§ **DATA EXCERPTS**

'''

#[cfg(test)]
mod tests {
    use super::*;
    use crate::placement::place_parts;
    use crate::segment::resolve_segments;
    use crate::template::{Part, PartKind, SpreadCount};
    use crate::volume::build_segment_volume;
    use crate::Building;
    use rustc_hash::FxHashMap;

    fn prototype() -> Solid {
        Solid::box_solid(Point3::origin(), Point3::new(1.0, 4.0, 3.0))
    }

    fn straight_volume(template: &Template) -> SegmentVolume {
        let resolved = resolve_segments(
            &[Point3::origin(), Point3::new(10.0, 0.0, 0.0)],
            (0.0, 0.0),
            false,
            &FxHashMap::default(),
        )
        .unwrap();
        let segment = resolved.segments.into_iter().next().unwrap();
        let solid = build_segment_volume(template, &segment, false).unwrap();
        SegmentVolume { segment, solid }
    }

    fn tool_box() -> Solid {
        Solid::box_solid(Point3::new(-0.5, -0.5, -0.5), Point3::new(0.5, 0.5, 0.5))
    }

    /// Quad facing +Y, into the front facade whose outward normal is −Y:
    /// the stamp-onto-wall convention the cutter classification expects.
    fn cutter_quad(x0: f64, x1: f64, z0: f64, z1: f64) -> Solid {
        let mut body = Solid::new();
        body.add_face(&[
            Point3::new(x0, 0.0, z0),
            Point3::new(x0, 0.0, z1),
            Point3::new(x1, 0.0, z1),
            Point3::new(x1, 0.0, z0),
        ])
        .unwrap();
        body
    }

    #[test]
    fn booleans_apply_in_index_order() {
        let template = Template::new("t", prototype())
            .with_part(
                Part::new("late", PartKind::None)
                    .with_body(tool_box())
                    .with_solid_tag(SolidOp::Subtract, 2),
            )
            .with_part(
                Part::new("first", PartKind::None)
                    .with_body(tool_box())
                    .with_solid_tag(SolidOp::Subtract, 0),
            )
            .with_part(
                Part::new("middle", PartKind::None)
                    .with_body(tool_box())
                    .with_solid_tag(SolidOp::Subtract, 1),
            );
        let building = Building::new("t", vec![Point3::origin(), Point3::new(10.0, 0.0, 0.0)]);

        let resolved = resolve_segments(&building.path, (0.0, 0.0), false, &FxHashMap::default())
            .unwrap();
        let mut placed = place_parts(&template, &building, &resolved).unwrap();
        let mut volumes = vec![straight_volume(&template)];

        let report =
            compose_solids(&template, &mut volumes, &mut placed, &mut NoProgress).unwrap();

        // Discovery order was [2, 0, 1]; kernel-visible order is [0, 1, 2]
        let indices: Vec<i32> = report.applied.iter().map(|(_, _, i)| *i).collect();
        assert_eq!(indices, vec![0, 1, 2]);
        let names: Vec<&str> = report.applied.iter().map(|(n, _, _)| n.as_str()).collect();
        assert_eq!(names, vec!["first", "middle", "late"]);

        // Boolean parts are consumed
        assert!(placed.is_empty());
    }

    #[test]
    fn subtract_carves_the_volume() {
        let template = Template::new("t", prototype()).with_part(
            Part::new("niche", PartKind::Align(crate::template::AlignAnchor::Center))
                .with_body(Solid::box_solid(
                    Point3::new(-1.0, -0.5, 1.0),
                    Point3::new(1.0, 1.5, 2.0),
                ))
                .with_solid_tag(SolidOp::Subtract, 0),
        );
        let building = Building::new("t", vec![Point3::origin(), Point3::new(10.0, 0.0, 0.0)]);

        let resolved = resolve_segments(&building.path, (0.0, 0.0), false, &FxHashMap::default())
            .unwrap();
        let mut placed = place_parts(&template, &building, &resolved).unwrap();
        let mut volumes = vec![straight_volume(&template)];
        let before = volumes[0].solid.face_count();

        let report =
            compose_solids(&template, &mut volumes, &mut placed, &mut NoProgress).unwrap();
        assert_eq!(report.applied.len(), 1);
        assert!(volumes[0].solid.face_count() > before);
    }

    #[test]
    fn rectangular_loop_hides_one_face() {
        let template = Template::new("t", prototype());
        let mut volume = straight_volume(&template);
        let faces_before = volume.solid.face_count();

        // Loop fully inside the front facade (y = 0)
        let body = cutter_quad(3.0, 7.0, 1.0, 2.0);
        let loops = body.naked_loops();
        assert_eq!(loops.len(), 1);

        let hidden = cut_openings(&mut volume.solid, &loops);
        assert_eq!(hidden.len(), 1);

        // The interior disc exists, hidden; the host face stays visible
        assert_eq!(volume.solid.face_count(), faces_before + 1);
        let fk = *hidden.iter().next().unwrap();
        assert!(volume.solid.face(fk).unwrap().hidden);

        // The bounding loop's edges are hidden with it
        let rim = volume
            .solid
            .edge_by_endpoints(&Point3::new(3.0, 0.0, 1.0), &Point3::new(7.0, 0.0, 1.0))
            .unwrap();
        assert!(volume.solid.edge(rim).unwrap().hidden);
    }

    #[test]
    fn self_overlapping_loops_hide_nothing() {
        let template = Template::new("t", prototype());
        let mut volume = straight_volume(&template);

        // The same rectangle recorded twice with opposite orientation:
        // every edge matches forward AND reversed, so classification skips
        // all of them and no face lands in the inside set
        let forward = cutter_quad(3.0, 7.0, 1.0, 2.0).naked_loops();
        let mut reversed = forward.clone();
        for l in &mut reversed {
            l.reverse();
        }
        let mut loops = forward;
        loops.extend(reversed);

        let hidden = cut_openings(&mut volume.solid, &loops);
        assert!(hidden.is_empty());
    }

    #[test]
    fn side_by_side_loops_hide_both_interiors() {
        let template = Template::new("t", prototype());
        let mut volume = straight_volume(&template);

        let mut loops = cutter_quad(2.0, 4.0, 1.0, 2.0).naked_loops();
        loops.extend(cutter_quad(6.0, 8.0, 1.0, 2.0).naked_loops());

        let hidden = cut_openings(&mut volume.solid, &loops);
        assert_eq!(hidden.len(), 2);
    }

    #[test]
    fn glued_parts_are_dropped() {
        let template = Template::new("t", prototype())
            .with_part(
                Part::new("porthole", PartKind::Align(crate::template::AlignAnchor::Center))
                    .with_body(cutter_quad(-2.0, 2.0, 1.0, 2.0))
                    .with_solid_tag(SolidOp::CutFaces, 0),
            )
            .with_part(
                Part::new(
                    "window",
                    PartKind::Spread {
                        count: SpreadCount::Fixed(1),
                        margin_left: 0.0,
                        margin_right: 0.0,
                        allow_overflow: false,
                    },
                )
                .with_body(cutter_quad(-1.0, 1.0, 1.0, 2.0)),
            );
        let building = Building::new("t", vec![Point3::origin(), Point3::new(10.0, 0.0, 0.0)]);

        let resolved = resolve_segments(&building.path, (0.0, 0.0), false, &FxHashMap::default())
            .unwrap();
        let mut placed = place_parts(&template, &building, &resolved).unwrap();
        // The single window slot sits at x=5 y=0, inside the cut interior
        assert_eq!(placed.len(), 2);

        let mut volumes = vec![straight_volume(&template)];
        let report =
            compose_solids(&template, &mut volumes, &mut placed, &mut NoProgress).unwrap();

        assert_eq!(report.hidden_faces, 1);
        assert_eq!(report.dropped_parts, vec!["window".to_string()]);
        assert!(placed.is_empty());
    }

    #[test]
    fn progress_is_reported() {
        struct Counter(Vec<(usize, usize)>);
        impl ProgressSink for Counter {
            fn report(&mut self, current: usize, total: usize) {
                self.0.push((current, total));
            }
        }

        let template = Template::new("t", prototype()).with_part(
            Part::new("niche", PartKind::None)
                .with_body(tool_box())
                .with_solid_tag(SolidOp::Subtract, 0),
        );
        let building = Building::new("t", vec![Point3::origin(), Point3::new(10.0, 0.0, 0.0)]);
        let resolved = resolve_segments(&building.path, (0.0, 0.0), false, &FxHashMap::default())
            .unwrap();
        let mut placed = place_parts(&template, &building, &resolved).unwrap();
        let mut volumes = vec![straight_volume(&template)];

        let mut sink = Counter(Vec::new());
        compose_solids(&template, &mut volumes, &mut placed, &mut sink).unwrap();
        assert_eq!(sink.0, vec![(1, 1)]);
    }
}
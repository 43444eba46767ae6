// This Source Code Form is subject to the terms of the Mozilla Public
// License, v. 2.0. If a copy of the MPL was not distributed with this
// file, You can obtain one at https://mozilla.org/MPL/2.0/.

//! Engine error types.
//!
//! Fatal conditions abort the whole draw and carry the offending
//! segment/part context. Advisory conditions (unknown replacement names,
//! unmatched cut loops, disallowed solid-operation strings) are logged via
//! `tracing::warn!` and skipped, never surfaced here.

use thiserror::Error;

/// Result type for engine operations
pub type Result<T> = std::result::Result<T, Error>;

/// Errors that abort a draw pass
#[derive(Error, Debug)]
pub enum Error {
    /// The template prototype does not expose exactly one −X and one +X
    /// gable face, so segment fitting has no meaning.
    #[error("Malformed prototype in template '{template}': {detail}")]
    MalformedPrototype { template: String, detail: String },

    #[error("No template '{id}' in the catalog")]
    MissingTemplate { id: String },

    #[error("Invalid spread on part '{part}' (segment {segment}): {detail}")]
    InvalidSpread {
        part: String,
        segment: usize,
        detail: String,
    },

    #[error("Path needs at least 2 points, got {points}")]
    PathTooShort { points: usize },

    #[error("Template '{template}' has no part named '{part}'")]
    UnknownPart { template: String, part: String },

    #[error("Kernel error: {0}")]
    Kernel(#[from] townrow_kernel::Error),
}
// This Source Code Form is subject to the terms of the Mozilla Public
// License, v. 2.0. If a copy of the MPL was not distributed with this
// file, You can obtain one at https://mozilla.org/MPL/2.0/.

//! End-to-end draw passes over a scene.

use approx::assert_relative_eq;
use townrow_engine::{
    draw, AlignAnchor, Building, NoProgress, Part, PartKind, RebuildKind, SolidOp, SpreadCount,
    SpreadRounding, Template, TemplateCatalog,
};
use townrow_kernel::{NodeKey, Point3, Scene, Solid};

fn prototype() -> Solid {
    // 1 wide, 4 deep, 3 tall cross-section
    Solid::box_solid(Point3::origin(), Point3::new(1.0, 4.0, 3.0))
}

/// Quad stamped into the front facade (facade outward normal is −Y).
fn front_stamp(x0: f64, x1: f64, z0: f64, z1: f64) -> Solid {
    let mut body = Solid::new();
    body.add_face(&[
        Point3::new(x0, 0.0, z0),
        Point3::new(x0, 0.0, z1),
        Point3::new(x1, 0.0, z1),
        Point3::new(x1, 0.0, z0),
    ])
    .unwrap();
    body
}

fn straight_path() -> Vec<Point3<f64>> {
    vec![Point3::origin(), Point3::new(10.0, 0.0, 0.0)]
}

fn volume_instance(scene: &Scene, root: NodeKey) -> NodeKey {
    scene
        .descendants(root)
        .into_iter()
        .find(|&k| {
            scene
                .node(k)
                .is_some_and(|n| n.is_instance() && scene.source_part(k).is_none())
        })
        .unwrap()
}

fn instances_of<'a>(scene: &'a Scene, root: NodeKey, part: &str) -> Vec<NodeKey> {
    scene
        .descendants(root)
        .into_iter()
        .filter(|&k| scene.source_part(k) == Some(part))
        .collect()
}

#[test]
fn straight_path_spans_one_segment() {
    let mut catalog = TemplateCatalog::new();
    catalog.insert(Template::new("row", prototype()).with_depth(4.0));
    let mut scene = Scene::new();
    let mut building = Building::new("row", straight_path());

    let report = draw(&mut scene, &catalog, &mut building, &mut NoProgress).unwrap();
    assert_eq!(report.kind, RebuildKind::Full);
    assert_eq!(report.segments, 1);

    let root = building.output().unwrap();
    let volume = volume_instance(&scene, root);
    let solid = scene.solid(scene.instance_solid(volume).unwrap()).unwrap();

    // The prototype was sheared to span the full path length
    let (min, max) = solid.bounds();
    assert_relative_eq!(min.x, 0.0, epsilon = 1e-9);
    assert_relative_eq!(max.x, 10.0, epsilon = 1e-9);
    assert_relative_eq!(max.y, 4.0, epsilon = 1e-9);
    assert_relative_eq!(max.z, 3.0, epsilon = 1e-9);
}

#[test]
fn identical_redraw_leaves_geometry_alone() {
    let mut catalog = TemplateCatalog::new();
    catalog.insert(Template::new("row", prototype()).with_depth(4.0));
    let mut scene = Scene::new();
    let mut building = Building::new("row", straight_path());

    draw(&mut scene, &catalog, &mut building, &mut NoProgress).unwrap();
    let root = building.output().unwrap();
    let volume = volume_instance(&scene, root);
    let nodes = scene.node_count();

    let report = draw(&mut scene, &catalog, &mut building, &mut NoProgress).unwrap();
    assert_eq!(report.kind, RebuildKind::MaterialsOnly);
    assert_eq!(building.output(), Some(root));
    assert!(scene.node(volume).is_some());
    assert_eq!(scene.node_count(), nodes);
}

#[test]
fn boolean_parts_run_in_declared_order() {
    let tool = Solid::box_solid(Point3::new(-0.5, -0.5, -0.5), Point3::new(0.5, 0.5, 0.5));
    let mut catalog = TemplateCatalog::new();
    catalog.insert(
        Template::new("row", prototype())
            .with_depth(4.0)
            .with_part(
                Part::new("late", PartKind::None)
                    .with_body(tool.clone())
                    .with_solid_tag(SolidOp::Subtract, 2),
            )
            .with_part(
                Part::new("first", PartKind::None)
                    .with_body(tool.clone())
                    .with_solid_tag(SolidOp::Subtract, 0),
            )
            .with_part(
                Part::new("middle", PartKind::None)
                    .with_body(tool)
                    .with_solid_tag(SolidOp::Subtract, 1),
            ),
    );
    let mut scene = Scene::new();
    let mut building = Building::new("row", straight_path());
    building.solids_enabled = true;

    let report = draw(&mut scene, &catalog, &mut building, &mut NoProgress).unwrap();
    let indices: Vec<i32> = report.solids.applied.iter().map(|(_, _, i)| *i).collect();
    assert_eq!(indices, vec![0, 1, 2]);

    // Boolean parts were consumed; no instances of them remain
    let root = building.output().unwrap();
    assert!(instances_of(&scene, root, "first").is_empty());
    assert!(instances_of(&scene, root, "late").is_empty());
}

#[test]
fn interval_spread_respects_forced_odd_count() {
    let mut catalog = TemplateCatalog::new();
    catalog.insert(
        Template::new("row", prototype()).with_depth(4.0).with_part(
            Part::new(
                "window",
                PartKind::Spread {
                    count: SpreadCount::Interval {
                        interval: 3.0,
                        rounding: SpreadRounding::ForceOdd,
                    },
                    margin_left: 0.5,
                    margin_right: 0.5,
                    allow_overflow: false,
                },
            )
            .with_body(Solid::box_solid(
                Point3::new(-0.4, -0.1, 1.0),
                Point3::new(0.4, 0.0, 2.0),
            )),
        ),
    );
    let mut scene = Scene::new();
    let mut building = Building::new("row", straight_path());

    draw(&mut scene, &catalog, &mut building, &mut NoProgress).unwrap();

    // Usable span 9 at interval 3 rounds to 3, already odd
    let root = building.output().unwrap();
    let windows = instances_of(&scene, root, "window");
    assert_eq!(windows.len(), 3);

    // Evenly spaced across the margined span
    let mut xs: Vec<f64> = windows
        .iter()
        .map(|&k| scene.instance_transform(k).unwrap()[(0, 3)])
        .collect();
    xs.sort_by(|a, b| a.partial_cmp(b).unwrap());
    assert_relative_eq!(xs[0], 2.0, epsilon = 1e-9);
    assert_relative_eq!(xs[1], 5.0, epsilon = 1e-9);
    assert_relative_eq!(xs[2], 8.0, epsilon = 1e-9);
}

#[test]
fn opening_cut_hides_the_facade_interior() {
    let mut catalog = TemplateCatalog::new();
    catalog.insert(
        Template::new("row", prototype()).with_depth(4.0).with_part(
            Part::new("doorway", PartKind::Align(AlignAnchor::Center))
                .with_body(front_stamp(-2.0, 2.0, 0.5, 2.5))
                .with_solid_tag(SolidOp::CutFaces, 0),
        ),
    );
    let mut scene = Scene::new();
    let mut building = Building::new("row", straight_path());
    building.solids_enabled = true;

    let report = draw(&mut scene, &catalog, &mut building, &mut NoProgress).unwrap();
    assert_eq!(report.solids.cut_loops, 1);
    assert_eq!(report.solids.hidden_faces, 1);

    // The interior disc is in the mesh but hidden; the facade stays visible
    let root = building.output().unwrap();
    let volume = volume_instance(&scene, root);
    let solid = scene.solid(scene.instance_solid(volume).unwrap()).unwrap();
    assert!(solid.visible_face_count() < solid.face_count());
}

#[test]
fn material_substitution_round_trip() {
    let mut catalog = TemplateCatalog::new();
    catalog.insert(
        Template::new("row", prototype()).with_depth(4.0).with_part(
            Part::new("trim", PartKind::Align(AlignAnchor::Left))
                .with_body(Solid::box_solid(
                    Point3::new(0.0, -0.2, 0.0),
                    Point3::new(0.5, 0.0, 3.0),
                ))
                .with_material("brick"),
        ),
    );
    let mut scene = Scene::new();
    let mut building = Building::new("row", straight_path());
    draw(&mut scene, &catalog, &mut building, &mut NoProgress).unwrap();

    let root = building.output().unwrap();
    let trim = instances_of(&scene, root, "trim")[0];
    assert_eq!(scene.material(trim), Some("brick"));

    building.set_material_substitution("brick", Some("plaster"));
    let report = draw(&mut scene, &catalog, &mut building, &mut NoProgress).unwrap();
    assert_eq!(report.kind, RebuildKind::MaterialsOnly);
    assert_eq!(scene.material(trim), Some("plaster"));

    building.set_material_substitution("brick", None);
    draw(&mut scene, &catalog, &mut building, &mut NoProgress).unwrap();
    assert_eq!(scene.material(trim), Some("brick"));
}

'''

§ **TASK GOAL**
From the opening line of the data above, please print each line as written up to and including the line that contains "fn cutter_quad(x0: f64, x1: f64, z0: f64, z1: f64)", and nothing more.

§ **PROBLEM SOLUTION**
#[cfg(test)]
mod tests {
    use super::*;
    use crate::placement::place_parts;
    use crate::segment::resolve_segments;
    use crate::template::{Part, PartKind, SpreadCount};
    use crate::volume::build_segment_volume;
    use crate::Building;
    use rustc_hash::FxHashMap;

    fn prototype() -> Solid {
        Solid::box_solid(Point3::origin(), Point3::new(1.0, 4.0, 3.0))
    }

    fn straight_volume(template: &Template) -> SegmentVolume {
        let resolved = resolve_segments(
            &[Point3::origin(), Point3::new(10.0, 0.0, 0.0)],
            (0.0, 0.0),
            false,
            &FxHashMap::default(),
        )
        .unwrap();
        let segment = resolved.segments.into_iter().next().unwrap();
        let solid = build_segment_volume(template, &segment, false).unwrap();
        SegmentVolume { segment, solid }
    }

    fn tool_box() -> Solid {
        Solid::box_solid(Point3::new(-0.5, -0.5, -0.5), Point3::new(0.5, 0.5, 0.5))
    }

    /// Quad facing +Y, into the front facade whose outward normal is −Y:
    /// the stamp-onto-wall convention the cutter classification expects.
    fn cutter_quad(x0: f64, x1: f64, z0: f64, z1: f64) -> Solid {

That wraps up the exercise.